When people talk about Tumblr Social Justice Warriors (SJWs), a significant fraction of what they’re talking about is the ace community. You may not think of yourself as an SJW, but you are, whether you are or not.
It doesn’t make a difference that I’m a vocal critic of Tumblr, or that I joke about destroying it. When I modded a panel on FTB, we were called “The nightmarish collision of FTB and tumblr” merely because we talked about asexuality. And my first reaction was, “Damn right, you better be scared!”
Here I focus on one aspect of the SJW stereotype which is clearly traceable to the tumblr ace community: labels, labels, endless labels.
It does not escape my notice that whenever people complain about excessive identity labels on Tumblr, a bunch of the examples given are clearly from ace and aro discourse. For example, Gawker lists demisexuality alongside otherkin and transethnicity. Someone on Urban Dictionary used “gender-fluid asexual heteroromantic two-spirit toast-kin” as an example. Thing of Things, while defending the trend, used “requiessexual bipoetisexual squidgender moongender aroflux lesbian” as an example.
My personal relation to label culture is that I don’t mind it, but I stand on its outskirts. I only use a few words like “ace” and “gray-A”, and these aren’t meant to be specific, but to be ambiguous. Not that such philosophical nuances makes a difference to critics of Tumblr SJW, who would lump me in with the rest.
In this post, I’ll try to identify the motivations of label culture, and then offer a constructive critique of it.
Label-hating and Puppy-kicking
If you ever hang around ace spaces, you’ve probably dealt with people who are new and searching for their place. They ask, does anyone else feel the way I feel? And you say, yes, and there’s even a word people sometimes use to describe it. Wow, there’s even a word for it? Amazing!
I can’t outright hate labels because, come on! Have you seen how much joy these words produce? Much validation. So belong.
I’m not going to make a blanket statement that all identity labels are always great and a force for good. For instance, I really don’t think there should be an identity label for men who like Asian men, but there it is!

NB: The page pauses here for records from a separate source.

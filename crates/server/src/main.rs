#[tokio::main]
async fn main() -> anyhow::Result<()> {
    batepapo::run().await
}
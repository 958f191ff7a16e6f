//! Chat server configuration

use std::path::Path;
use std::str::FromStr;
use std::sync::Arc;
use std::time::Duration;
use tracing::warn;

use crate::clock::Clock;
use crate::messages::MessageLog;
use crate::presence::PresenceTracker;
use crate::store::ChatStore;

/// `DATABASE_URL` value selecting the in-process store.
pub const MEMORY_STORE_URL: &str = "memory";

/// Configuration for the chat server
#[derive(Clone, Debug)]
pub struct ServerConfig {
    /// Port to listen on
    pub port: u16,
    /// SQLite URL, or `memory` for the in-process store
    pub database_url: String,
    /// Silence after which a participant is evicted
    pub stale_after: Duration,
    /// Time between reaper sweeps
    pub sweep_interval: Duration,
}

impl Default for ServerConfig {
    fn default() -> Self {
        Self {
            port: 5000,
            database_url: "sqlite:batepapo.sqlite".to_string(),
            stale_after: Duration::from_secs(10),
            sweep_interval: Duration::from_secs(15),
        }
    }
}

impl ServerConfig {
    /// Load `env_file` (or the nearest `.env` when `None`) into the process
    /// environment, then read the configuration from it. Variables already
    /// set in the environment win over the file.
    pub fn load(env_file: Option<&Path>) -> Self {
        let loaded = match env_file {
            Some(path) => dotenv::from_path(path),
            None => dotenv::dotenv().map(|_| ()),
        };
        if let Err(e) = loaded {
            if env_file.is_some() {
                warn!("Could not load env file: {}", e);
            }
        }
        Self::from_env()
    }

    /// Read `PORT`, `DATABASE_URL`, `STALE_AFTER_SECS` and `SWEEP_INTERVAL_SECS`.
    pub fn from_env() -> Self {
        Self::from_lookup(|key| std::env::var(key).ok())
    }

    pub fn from_lookup(lookup: impl Fn(&str) -> Option<String>) -> Self {
        let defaults = Self::default();
        Self {
            port: parse_or("PORT", lookup("PORT"), defaults.port),
            database_url: lookup("DATABASE_URL")
                .filter(|s| !s.trim().is_empty())
                .unwrap_or(defaults.database_url),
            stale_after: Duration::from_secs(parse_or(
                "STALE_AFTER_SECS",
                lookup("STALE_AFTER_SECS"),
                defaults.stale_after.as_secs(),
            )),
            sweep_interval: Duration::from_secs(parse_or(
                "SWEEP_INTERVAL_SECS",
                lookup("SWEEP_INTERVAL_SECS"),
                defaults.sweep_interval.as_secs(),
            )),
        }
    }

    pub fn uses_memory_store(&self) -> bool {
        self.database_url == MEMORY_STORE_URL
    }
}

fn parse_or<T: FromStr + Copy>(key: &str, raw: Option<String>, default: T) -> T {
    match raw {
        None => default,
        Some(raw) => raw.trim().parse().unwrap_or_else(|_| {
            warn!("Ignoring invalid {}={:?}, using default", key, raw);
            default
        }),
    }
}

/// App state shared across all handlers
#[derive(Clone)]
pub struct AppState {
    pub presence: PresenceTracker,
    pub messages: MessageLog,
}

impl AppState {
    pub fn new(store: Arc<dyn ChatStore>, clock: Arc<dyn Clock>) -> Self {
        Self {
            presence: PresenceTracker::new(store.clone(), clock.clone()),
            messages: MessageLog::new(store, clock),
        }
    }
}
use crate::{
    config::AppState,
    ctx::Caller,
    error::{ChatError, Result},
    handlers::validate,
    messages::Limit,
    models::{Message, MessagesQuery, NewMessageInput},
};
use axum::{
    extract::{rejection::JsonRejection, Path, Query, State},
    http::StatusCode,
    Json,
};
use tracing::info;

/// Confirmation body for a successful delete.
pub const DELETED_TEXT: &str = "Message deleted";

/// POST /messages
///
/// Sender comes from the `user` header. Unknown senders get 404.
pub async fn send(
    State(state): State<AppState>,
    caller: Caller,
    body: std::result::Result<Json<NewMessageInput>, JsonRejection>,
) -> Result<StatusCode> {
    let Json(input) = body.map_err(|e| ChatError::InvalidInput(e.body_text()))?;
    let to = validate::required("to", input.to.as_deref())?;
    let text = validate::required("text", input.text.as_deref())?;
    let message_type = validate::client_message_type(input.message_type.as_deref())?;

    info!("POST /messages - {} -> {}", caller.name(), to);
    state
        .messages
        .append(caller.name(), &to, &text, message_type)
        .await?;

    Ok(StatusCode::CREATED)
}

/// GET /messages?limit=N
pub async fn feed(
    State(state): State<AppState>,
    caller: Caller,
    Query(query): Query<MessagesQuery>,
) -> Result<Json<Vec<Message>>> {
    let limit = Limit::parse(query.limit.as_deref());
    let messages = state.messages.query(caller.name(), limit).await?;
    Ok(Json(messages))
}

/// DELETE /messages/{id}
pub async fn delete(
    State(state): State<AppState>,
    caller: Caller,
    Path(id): Path<String>,
) -> Result<&'static str> {
    let id = validate::required("id", Some(id.as_str()))?;

    info!("DELETE /messages/{} - {}", id, caller.name());
    state.messages.delete_owned(&id, caller.name()).await?;

    Ok(DELETED_TEXT)
}
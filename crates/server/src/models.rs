use serde::{Deserialize, Serialize};
use std::fmt;
use std::str::FromStr;

/// Recipient that addresses everyone in the room.
pub const PUBLIC_RECIPIENT: &str = "Todos";

pub const JOIN_TEXT: &str = "entered the room";
pub const LEAVE_TEXT: &str = "left the room";

/// A registered display name and the last time it was seen (epoch ms).
#[derive(Debug, Clone, PartialEq, Eq, Serialize, Deserialize)]
#[serde(rename_all = "camelCase")]
pub struct Participant {
    pub name: String,
    pub last_status: i64,
}

impl Participant {
    pub fn new(name: impl Into<String>, last_status: i64) -> Self {
        Self {
            name: name.into(),
            last_status,
        }
    }
}

#[derive(Debug, Clone, Copy, PartialEq, Eq, Serialize, Deserialize)]
#[serde(rename_all = "snake_case")]
pub enum MessageType {
    Message,
    PrivateMessage,
    Status,
}

impl MessageType {
    pub fn as_str(&self) -> &'static str {
        match self {
            MessageType::Message => "message",
            MessageType::PrivateMessage => "private_message",
            MessageType::Status => "status",
        }
    }
}

impl fmt::Display for MessageType {
    fn fmt(&self, f: &mut fmt::Formatter<'_>) -> fmt::Result {
        f.write_str(self.as_str())
    }
}

impl FromStr for MessageType {
    type Err = String;

    fn from_str(s: &str) -> Result<Self, Self::Err> {
        match s {
            "message" => Ok(MessageType::Message),
            "private_message" => Ok(MessageType::PrivateMessage),
            "status" => Ok(MessageType::Status),
            other => Err(format!("unknown message type: {}", other)),
        }
    }
}

/// A chat or status entry in the log. Immutable once stored.
#[derive(Debug, Clone, PartialEq, Eq, Serialize, Deserialize)]
pub struct Message {
    pub id: String,
    pub from: String,
    pub to: String,
    pub text: String,
    #[serde(rename = "type")]
    pub message_type: MessageType,
    /// `HH:MM:SS` label assigned by the server
    pub time: String,
}

impl Message {
    pub fn status(id: impl Into<String>, from: &str, text: &str, time: impl Into<String>) -> Self {
        Self {
            id: id.into(),
            from: from.to_string(),
            to: PUBLIC_RECIPIENT.to_string(),
            text: text.to_string(),
            message_type: MessageType::Status,
            time: time.into(),
        }
    }

    /// Whether `viewer` may see this entry in their feed.
    pub fn is_visible_to(&self, viewer: &str) -> bool {
        self.to == viewer
            || self.from == viewer
            || self.to == PUBLIC_RECIPIENT
            || self.message_type == MessageType::Message
    }
}

/// Body of `POST /participants`
#[derive(Debug, Clone, Deserialize)]
pub struct NewParticipantInput {
    pub name: Option<String>,
}

/// Body of `POST /messages`
#[derive(Debug, Clone, Deserialize)]
pub struct NewMessageInput {
    pub to: Option<String>,
    pub text: Option<String>,
    #[serde(rename = "type")]
    pub message_type: Option<String>,
}

/// Query string of `GET /messages`
#[derive(Debug, Clone, Default, Deserialize)]
pub struct MessagesQuery {
    pub limit: Option<String>,
}
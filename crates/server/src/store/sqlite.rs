//! SQLite-backed store
//!
//! The `participants.name` primary key gives an atomic unique insert and the
//! `seq` column carries the store-assigned message order.

use async_trait::async_trait;
use sqlx::sqlite::{SqliteConnectOptions, SqlitePool, SqlitePoolOptions};
use std::str::FromStr;
use tracing::info;

use super::{ChatStore, DeleteOutcome};
use crate::error::{ChatError, Result};
use crate::models::{Message, MessageType, Participant};

type MessageRow = (String, String, String, String, String, String);

pub struct SqliteStore {
    pool: SqlitePool,
}

impl SqliteStore {
    /// Open (creating if missing) the database at `url` and ensure the schema.
    pub async fn connect(url: &str) -> Result<Self> {
        let options = SqliteConnectOptions::from_str(url)?.create_if_missing(true);
        // Every connection to an in-memory database gets its own empty copy.
        let max_connections = if is_in_memory(url) { 1 } else { 8 };
        let pool = SqlitePoolOptions::new()
            .max_connections(max_connections)
            .connect_with(options)
            .await?;

        let store = Self { pool };
        store.init_db().await?;

        info!("[Store] SQLite store ready at {}", url);
        Ok(store)
    }

    async fn init_db(&self) -> Result<()> {
        sqlx::query(
            r#"
            CREATE TABLE IF NOT EXISTS participants (
                name TEXT PRIMARY KEY NOT NULL,
                last_status INTEGER NOT NULL
            )
            "#,
        )
        .execute(&self.pool)
        .await?;

        sqlx::query(
            r#"
            CREATE TABLE IF NOT EXISTS messages (
                seq INTEGER PRIMARY KEY AUTOINCREMENT,
                id TEXT NOT NULL UNIQUE,
                from_name TEXT NOT NULL,
                to_name TEXT NOT NULL,
                text TEXT NOT NULL,
                kind TEXT NOT NULL,
                time TEXT NOT NULL
            )
            "#,
        )
        .execute(&self.pool)
        .await?;

        sqlx::query(
            "CREATE INDEX IF NOT EXISTS idx_participants_last_status ON participants(last_status)",
        )
        .execute(&self.pool)
        .await?;

        Ok(())
    }

    fn message_from_row((id, from, to, text, kind, time): MessageRow) -> Result<Message> {
        let message_type = MessageType::from_str(&kind).map_err(ChatError::Store)?;
        Ok(Message {
            id,
            from,
            to,
            text,
            message_type,
            time,
        })
    }
}

fn is_in_memory(url: &str) -> bool {
    url.contains(":memory:") || url.contains("mode=memory")
}

#[async_trait]
impl ChatStore for SqliteStore {
    async fn insert_participant(&self, participant: &Participant) -> Result<()> {
        sqlx::query("INSERT INTO participants (name, last_status) VALUES (?, ?)")
            .bind(&participant.name)
            .bind(participant.last_status)
            .execute(&self.pool)
            .await
            .map_err(|e| match ChatError::from(e) {
                ChatError::Conflict(_) => ChatError::Conflict(format!(
                    "participant {} already exists",
                    participant.name
                )),
                other => other,
            })?;
        Ok(())
    }

    async fn touch_participant(&self, name: &str, at: i64) -> Result<bool> {
        let result = sqlx::query("UPDATE participants SET last_status = ? WHERE name = ?")
            .bind(at)
            .bind(name)
            .execute(&self.pool)
            .await?;
        Ok(result.rows_affected() > 0)
    }

    async fn participant_exists(&self, name: &str) -> Result<bool> {
        let row: Option<(String,)> = sqlx::query_as("SELECT name FROM participants WHERE name = ?")
            .bind(name)
            .fetch_optional(&self.pool)
            .await?;
        Ok(row.is_some())
    }

    async fn list_participants(&self) -> Result<Vec<Participant>> {
        let rows: Vec<(String, i64)> =
            sqlx::query_as("SELECT name, last_status FROM participants")
                .fetch_all(&self.pool)
                .await?;
        Ok(rows
            .into_iter()
            .map(|(name, last_status)| Participant { name, last_status })
            .collect())
    }

    async fn stale_participants(&self, cutoff: i64) -> Result<Vec<Participant>> {
        let rows: Vec<(String, i64)> =
            sqlx::query_as("SELECT name, last_status FROM participants WHERE last_status < ?")
                .bind(cutoff)
                .fetch_all(&self.pool)
                .await?;
        Ok(rows
            .into_iter()
            .map(|(name, last_status)| Participant { name, last_status })
            .collect())
    }

    async fn delete_stale_participants(&self, cutoff: i64) -> Result<u64> {
        let result = sqlx::query("DELETE FROM participants WHERE last_status < ?")
            .bind(cutoff)
            .execute(&self.pool)
            .await?;
        Ok(result.rows_affected())
    }

    async fn insert_message(&self, message: &Message) -> Result<()> {
        sqlx::query(
            "INSERT INTO messages (id, from_name, to_name, text, kind, time) VALUES (?, ?, ?, ?, ?, ?)",
        )
        .bind(&message.id)
        .bind(&message.from)
        .bind(&message.to)
        .bind(&message.text)
        .bind(message.message_type.as_str())
        .bind(&message.time)
        .execute(&self.pool)
        .await?;
        Ok(())
    }

    async fn list_messages(&self) -> Result<Vec<Message>> {
        let rows: Vec<MessageRow> = sqlx::query_as(
            "SELECT id, from_name, to_name, text, kind, time FROM messages ORDER BY seq ASC",
        )
        .fetch_all(&self.pool)
        .await?;
        rows.into_iter().map(Self::message_from_row).collect()
    }

    async fn delete_message_if_owned(&self, id: &str, owner: &str) -> Result<DeleteOutcome> {
        let result = sqlx::query("DELETE FROM messages WHERE id = ? AND from_name = ?")
            .bind(id)
            .bind(owner)
            .execute(&self.pool)
            .await?;
        if result.rows_affected() > 0 {
            return Ok(DeleteOutcome::Deleted);
        }

        let (count,): (i64,) = sqlx::query_as("SELECT COUNT(*) FROM messages WHERE id = ?")
            .bind(id)
            .fetch_one(&self.pool)
            .await?;
        if count == 0 {
            Ok(DeleteOutcome::NotFound)
        } else {
            Ok(DeleteOutcome::NotOwner)
        }
    }

    async fn close(&self) {
        self.pool.close().await;
    }
}

#[cfg(test)]
mod tests {
    use super::*;
    use tempfile::TempDir;

    async fn open(dir: &TempDir) -> SqliteStore {
        let url = format!("sqlite:{}", dir.path().join("chat.sqlite").display());
        SqliteStore::connect(&url).await.unwrap()
    }

    fn message(id: &str, from: &str, message_type: MessageType) -> Message {
        Message {
            id: id.into(),
            from: from.into(),
            to: "Todos".into(),
            text: format!("text {}", id),
            message_type,
            time: "08:30:00".into(),
        }
    }

    #[test]
    fn test_in_memory_url_detection() {
        assert!(is_in_memory("sqlite::memory:"));
        assert!(is_in_memory("sqlite:file:chat?mode=memory&cache=shared"));
        assert!(!is_in_memory("sqlite:batepapo.sqlite"));
    }

    #[tokio::test]
    async fn test_in_memory_url_keeps_schema_across_queries() {
        let store = SqliteStore::connect("sqlite::memory:").await.unwrap();

        // Sequential queries must all see the tables created at connect.
        for i in 0..10 {
            store
                .insert_participant(&Participant::new(format!("user{}", i), i))
                .await
                .unwrap();
            store
                .insert_message(&message(&format!("m{}", i), "Ana", MessageType::Message))
                .await
                .unwrap();
        }
        assert_eq!(store.list_participants().await.unwrap().len(), 10);
        assert_eq!(store.list_messages().await.unwrap().len(), 10);
        store.close().await;
    }

    #[tokio::test]
    async fn test_unique_name_is_enforced() {
        let dir = TempDir::new().unwrap();
        let store = open(&dir).await;

        store.insert_participant(&Participant::new("Ana", 10)).await.unwrap();
        let err = store
            .insert_participant(&Participant::new("Ana", 20))
            .await
            .unwrap_err();
        assert!(matches!(err, ChatError::Conflict(_)));
        store.close().await;
    }

    #[tokio::test]
    async fn test_touch_and_sweep() {
        let dir = TempDir::new().unwrap();
        let store = open(&dir).await;

        store.insert_participant(&Participant::new("Ana", 10)).await.unwrap();
        store.insert_participant(&Participant::new("Bob", 10)).await.unwrap();
        assert!(store.touch_participant("Bob", 500).await.unwrap());
        assert!(!store.touch_participant("Carla", 500).await.unwrap());

        let stale = store.stale_participants(100).await.unwrap();
        assert_eq!(stale, vec![Participant::new("Ana", 10)]);
        assert_eq!(store.delete_stale_participants(100).await.unwrap(), 1);
        assert_eq!(
            store.list_participants().await.unwrap(),
            vec![Participant::new("Bob", 500)]
        );
        store.close().await;
    }

    #[tokio::test]
    async fn test_messages_persist_in_order() {
        let dir = TempDir::new().unwrap();
        {
            let store = open(&dir).await;
            store.insert_message(&message("z", "Ana", MessageType::Status)).await.unwrap();
            store.insert_message(&message("a", "Bob", MessageType::PrivateMessage)).await.unwrap();
            store.close().await;
        }

        let store = open(&dir).await;
        let messages = store.list_messages().await.unwrap();
        assert_eq!(messages.len(), 2);
        assert_eq!(messages[0].id, "z");
        assert_eq!(messages[0].message_type, MessageType::Status);
        assert_eq!(messages[1].message_type, MessageType::PrivateMessage);
        assert_eq!(messages[1].from, "Bob");
        store.close().await;
    }

    #[tokio::test]
    async fn test_delete_distinguishes_missing_and_foreign() {
        let dir = TempDir::new().unwrap();
        let store = open(&dir).await;
        store.insert_message(&message("m1", "Ana", MessageType::Message)).await.unwrap();

        assert_eq!(
            store.delete_message_if_owned("m1", "Bob").await.unwrap(),
            DeleteOutcome::NotOwner
        );
        assert_eq!(
            store.delete_message_if_owned("m1", "Ana").await.unwrap(),
            DeleteOutcome::Deleted
        );
        assert_eq!(
            store.delete_message_if_owned("m1", "Ana").await.unwrap(),
            DeleteOutcome::NotFound
        );
        assert!(store.list_messages().await.unwrap().is_empty());
        store.close().await;
    }
}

But any proper critique of identity labels first needs to acknowledge why people like them. It’s not about feeling special or about gaining the power accorded to Oppressed Groups. It’s about that sense of not being alone. It’s also the hope that more people will talk about the things you experience. After the runaway success of such words as “asexual” and “panromantic”, who wouldn’t be eager to create more words?
Graph labels sans graph
To offer a constructive critique of label culture, I need to offer an alternative. It’s worth noting that Tumblr label culture clearly grew out of the surrounding/pre-existing ace culture, but it is not the same as surrounding/pre-existing ace culture. In my view, the difference is that previously aces were primarily enthusiastic about graphs and models. New words would arise out of the models as byproducts. But these days on Tumblr, it’s just about the words.
To give just a few examples, the AVEN triangle came from a dead model. The ABCD model was an early way to talk about romantic attraction and sex drive. Demisexuality was originally attached to a primary/secondary attraction model. Oh, and romantic orientation, there’s a big whopper of a model.
I think models were better at illuminating the vast space of possible orientations, whereas labels only chisel out little niches one at a time. There is much joy in finding a niche for yourself, but we also need to talk about the dismay of finding that everyone has their own word but you. Or let’s talk about the claustrophobia of each niche, the feeling that you have to adopt a word even if you don’t like it. Or let’s talk about how hard it is to land in such a small niche when you’re filled with uncertainty.
But let us not romanticize models either. Models are more hierarchical, while labels are more egalitarian. Models were bigger than labels, so you can imagine there were bigger cracks too. And what about simple practicalities, like the fact that labels are more amenable to hashtags?
I’m not saying that label culture is necessarily bad. However, it does have some disadvantages, and there are alternative ways to cultivate that sense of shared experience. If it pleases you, you can try some of the alternatives out.
This post was written for the Carnival of Aces, whose theme this month is “Asexual culture“.